L’harmonie ou WA est la valeur fondamentale. YAMATO, nom de l’ancien Japon, désigne le pays de la grande harmonie. Dans un pays où la violence est omniprésente, il y a des conflits internes dans l’ancien Japon, dans le monde des Samouraïs.

Ce souci d’harmonie donne une nécessaire préservation des rapports sociaux. En entreprise, il y a maintien coûte que coûte de l’harmonie du groupe, même si c’est au détriment de l’efficacité.

L’honneur (MEIYO) et la face (KAO / MENTSU) sont omniprésents : faire perdre la face à une personne est une rupture de l’harmonie au Japon.
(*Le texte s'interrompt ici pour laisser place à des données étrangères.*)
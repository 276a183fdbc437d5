//! DataTable Component
//!
//! A reusable, renderer-agnostic table: typed columns, stable sort, search, and
//! pagination.

pub mod column;
pub mod data_provider;
pub mod pagination;
pub mod table;

pub use column::{CellValue, Column, ColumnWidth};
pub use data_provider::{DataProvider, VecDataProvider};
pub use pagination::Pagination;
pub use table::{DataTable, SortDirection, SortState, TableView};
Le travail (SHIGOTO) : c’est la vie, l’appartenance à un statut, une famille, une tribut. C’est l’accès à un statut dans la société et le moyen d’exister. La carte de visite est importante. La discipline et le respect de la hiérarchie sont de rigueur. Le respect de la séniorité est l’héritage du confucianisme. La loyauté est l’héritage du BUSHIDO (code des Samouraïs à partir du 17ème siècle). Mais il y a également des sanctions encourues en cas de manquements. La loyauté est un dû vis-à-vis de l’entreprise. La solidarité est une conséquence de l’hostilité de l’environnement géographique et social.

Comportements induits (nécessaires pour préserver les valeurs) :

TATEMAE / HONNE (Debout / Devant) : c’est le masque, la « langue de bois »,

TATEME tend à maintenir l’harmonie, HONNE est ce qui est subjectif, personnel, tend à perturber voire détruire l’harmonie. Dans le contexte de l’entreprise, il est malvenu d’exprimer son avis s’il est différent de celui de ses collègues ou de sa hiérarchie : si on risque d’avoir raison, les dirigeants perdraient la face. Mais hors du contrôle de l’entreprise, on peut poser certaines questions. Le sens de l’effort est le GA MAN mais on montre discrètement qu’on le fait pour le groupe, pour le clan, pas pour sa gloriole personnelle. La hiérarchie tient plus compte de la bonne volonté que du résultat en lui-même (on privilégie les moyens, pas les résultats). On doit se couler dans le groupe, dans le moule (le BA). Le salaire doit être en totale symbiose avec le groupe. L’objectif de l’entreprise n’est pas d’avoir des individualités brillantes mais des individus coulés dans le même moule. Un proverbe dit : « le clou qui dépasse doit être enfoncé » (le non-conformisme sera ramené à la raison).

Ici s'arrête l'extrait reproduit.